EXERCISE DETAILS | From the line with "Ok(_) => tracing::debug!(action" through the line with "serde_json::from_slice(&bytes)", repeat the entries verbatim, both end lines included, and add nothing.
━━ EXTRACTED INFORMATION
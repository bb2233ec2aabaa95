//! Etherscan v2 HTTP client with pacing, timeout and error classification.
//!
//! # Responsibilities
//! - Attach `chainid` and the server-held API key to every call
//! - Space outbound calls according to the configured pacing interval
//! - Map transport, HTTP and payload failures onto [`UpstreamError`]
//! - Never leak the API key into logs or errors

use alloy::primitives::{Address, TxHash};
use serde_json::Value;
use std::sync::Arc;
use std::time::{Duration, Instant};

use crate::config::UpstreamConfig;
use crate::etherscan::pacer::Pacer;
use crate::etherscan::types::{
    check_account_envelope, check_rpc_envelope, UpstreamError, UpstreamResult,
};
use crate::observability::metrics;

/// Etherscan client shared by all handlers.
#[derive(Clone)]
pub struct EtherscanClient {
    http: reqwest::Client,
    base_url: url::Url,
    api_key: Option<String>,
    chain_id: u64,
    timeout_secs: u64,
    pacer: Arc<Pacer>,
}

impl EtherscanClient {
    /// Build a client from configuration.
    pub fn new(config: &UpstreamConfig) -> UpstreamResult<Self> {
        let base_url = url::Url::parse(&config.base_url).map_err(|e| {
            UpstreamError::Transport(format!("invalid base URL '{}': {}", config.base_url, e))
        })?;

        let http = reqwest::Client::builder()
            .timeout(Duration::from_secs(config.timeout_secs))
            .user_agent(concat!("explorer-proxy/", env!("CARGO_PKG_VERSION")))
            .build()
            .map_err(|e| UpstreamError::Transport(e.without_url().to_string()))?;

        let pacer = Arc::new(Pacer::new(Duration::from_millis(config.pacing_interval_ms())));

        tracing::info!(
            base_url = %base_url,
            chain_id = config.chain_id,
            api_key_loaded = config.has_api_key(),
            pacing_ms = pacer.interval().as_millis() as u64,
            "Etherscan client initialized"
        );

        Ok(Self {
            http,
            base_url,
            api_key: config.api_key.clone().filter(|k| !k.is_empty()),
            chain_id: config.chain_id,
            timeout_secs: config.timeout_secs,
            pacer,
        })
    }

    /// Whether calls carry an API key.
    pub fn has_api_key(&self) -> bool {
        self.api_key.is_some()
    }

    /// Chain ID sent with every call.
    pub fn chain_id(&self) -> u64 {
        self.chain_id
    }

    /// ETH balance in wei (`module=account&action=balance`).
    ///
    /// Returns the upstream payload unmodified after checking that `result`
    /// is a decimal wei string.
    pub async fn account_balance(&self, address: Address) -> UpstreamResult<Value> {
        let body = self
            .call(&[
                ("module", "account".to_string()),
                ("action", "balance".to_string()),
                ("address", address.to_string()),
                ("tag", "latest".to_string()),
            ])
            .await?;
        let body = check_account_envelope(body)?;
        require_decimal_result(&body)?;
        Ok(body)
    }

    /// Verified source metadata (`module=contract&action=getsourcecode`).
    pub async fn source_code(&self, address: Address) -> UpstreamResult<Value> {
        let body = self
            .call(&[
                ("module", "contract".to_string()),
                ("action", "getsourcecode".to_string()),
                ("address", address.to_string()),
            ])
            .await?;
        check_account_envelope(body)
    }

    /// Most recent normal transactions, newest first.
    pub async fn tx_list(&self, address: Address, limit: u32) -> UpstreamResult<Value> {
        let body = self
            .call(&[
                ("module", "account".to_string()),
                ("action", "txlist".to_string()),
                ("address", address.to_string()),
                ("sort", "desc".to_string()),
                ("page", "1".to_string()),
                ("offset", limit.to_string()),
            ])
            .await?;
        check_account_envelope(body)
    }

    /// ERC-20 balance in the token's smallest unit.
    pub async fn token_balance(&self, token: Address, holder: Address) -> UpstreamResult<Value> {
        let body = self
            .call(&[
                ("module", "account".to_string()),
                ("action", "tokenbalance".to_string()),
                ("contractaddress", token.to_string()),
                ("address", holder.to_string()),
                ("tag", "latest".to_string()),
            ])
            .await?;
        let body = check_account_envelope(body)?;
        require_decimal_result(&body)?;
        Ok(body)
    }

    /// `eth_getTransactionByHash` through the proxy module.
    pub async fn transaction_by_hash(&self, hash: TxHash) -> UpstreamResult<Value> {
        let body = self
            .call(&[
                ("module", "proxy".to_string()),
                ("action", "eth_getTransactionByHash".to_string()),
                ("txhash", hash.to_string()),
            ])
            .await?;
        check_rpc_envelope(body)
    }

    /// `eth_getTransactionReceipt` through the proxy module.
    pub async fn transaction_receipt(&self, hash: TxHash) -> UpstreamResult<Value> {
        let body = self
            .call(&[
                ("module", "proxy".to_string()),
                ("action", "eth_getTransactionReceipt".to_string()),
                ("txhash", hash.to_string()),
            ])
            .await?;
        check_rpc_envelope(body)
    }

    /// Issue one paced GET and decode the JSON body.
    async fn call(&self, params: &[(&str, String)]) -> UpstreamResult<Value> {
        let action = params
            .iter()
            .find(|(k, _)| *k == "action")
            .map(|(_, v)| v.as_str())
            .unwrap_or("unknown")
            .to_string();

        self.pacer.wait().await;

        let mut query: Vec<(&str, String)> = params.to_vec();
        query.push(("chainid", self.chain_id.to_string()));
        if let Some(key) = &self.api_key {
            query.push(("apikey", key.clone()));
        }

        let start = Instant::now();
        let result = self.send(&query).await;
        let outcome = match &result {
            Ok(_) => "ok",
            Err(e) => e.kind(),
        };
        metrics::record_upstream_call(&action, outcome, start);

        match &result {
            Ok(_) => tracing::debug!(action = %action, elapsed = ?start.elapsed(), "Upstream call completed"),
            Err(e) => tracing::warn!(action = %action, error = %e, "Upstream call failed"),
        }
        result
    }

    async fn send(&self, query: &[(&str, String)]) -> UpstreamResult<Value> {
        let response = self
            .http
            .get(self.base_url.clone())
            .query(query)
            .send()
            .await
            .map_err(|e| self.classify(e))?;

        let status = response.status();
        if !status.is_success() {
            return Err(UpstreamError::Status(status.as_u16()));
        }

        let bytes = response.bytes().await.map_err(|e| self.classify(e))?;
        serde_json::from_slice(&bytes)
            .map_err(|e| UpstreamError::Malformed(format!("invalid JSON: {}", e)))
    }

    /// Strip the URL (it carries the API key) and classify the failure.
    fn classify(&self, error: reqwest::Error) -> UpstreamError {
        if error.is_timeout() {
            UpstreamError::Timeout(self.timeout_secs)
        } else {
            UpstreamError::Transport(error.without_url().to_string())
        }
    }
}

/// Require `result` to be a non-empty string of ASCII digits.
fn require_decimal_result(body: &Value) -> UpstreamResult<()> {
    match body.get("result").and_then(Value::as_str) {
        Some(s) if !s.is_empty() && s.bytes().all(|b| b.is_ascii_digit()) => Ok(()),
        _ => Err(UpstreamError::Malformed(
            "'result' is not a decimal amount".to_string(),
        )),
    }
}

impl std::fmt::Debug for EtherscanClient {
    fn fmt(&self, f: &mut std::fmt::Formatter<'_>) -> std::fmt::Result {
        f.debug_struct("EtherscanClient")
            .field("base_url", &self.base_url.as_str())
            .field("chain_id", &self.chain_id)
            .field("api_key_loaded", &self.api_key.is_some())
            .field("timeout_secs", &self.timeout_secs)
            .finish()
    }
}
━━━━
RESULT FOR THIS EXERCISE |
            Ok(_) => tracing::debug!(action = %action, elapsed = ?start.elapsed(), "Upstream call completed"),
            Err(e) => tracing::warn!(action = %action, error = %e, "Upstream call failed"),
        }
        result
    }

    async fn send(&self, query: &[(&str, String)]) -> UpstreamResult<Value> {
        let response = self
            .http
            .get(self.base_url.clone())
            .query(query)
            .send()
            .await
            .map_err(|e| self.classify(e))?;

        let status = response.status();
        if !status.is_success() {
            return Err(UpstreamError::Status(status.as_u16()));
        }

        let bytes = response.bytes().await.map_err(|e| self.classify(e))?;
        serde_json::from_slice(&bytes)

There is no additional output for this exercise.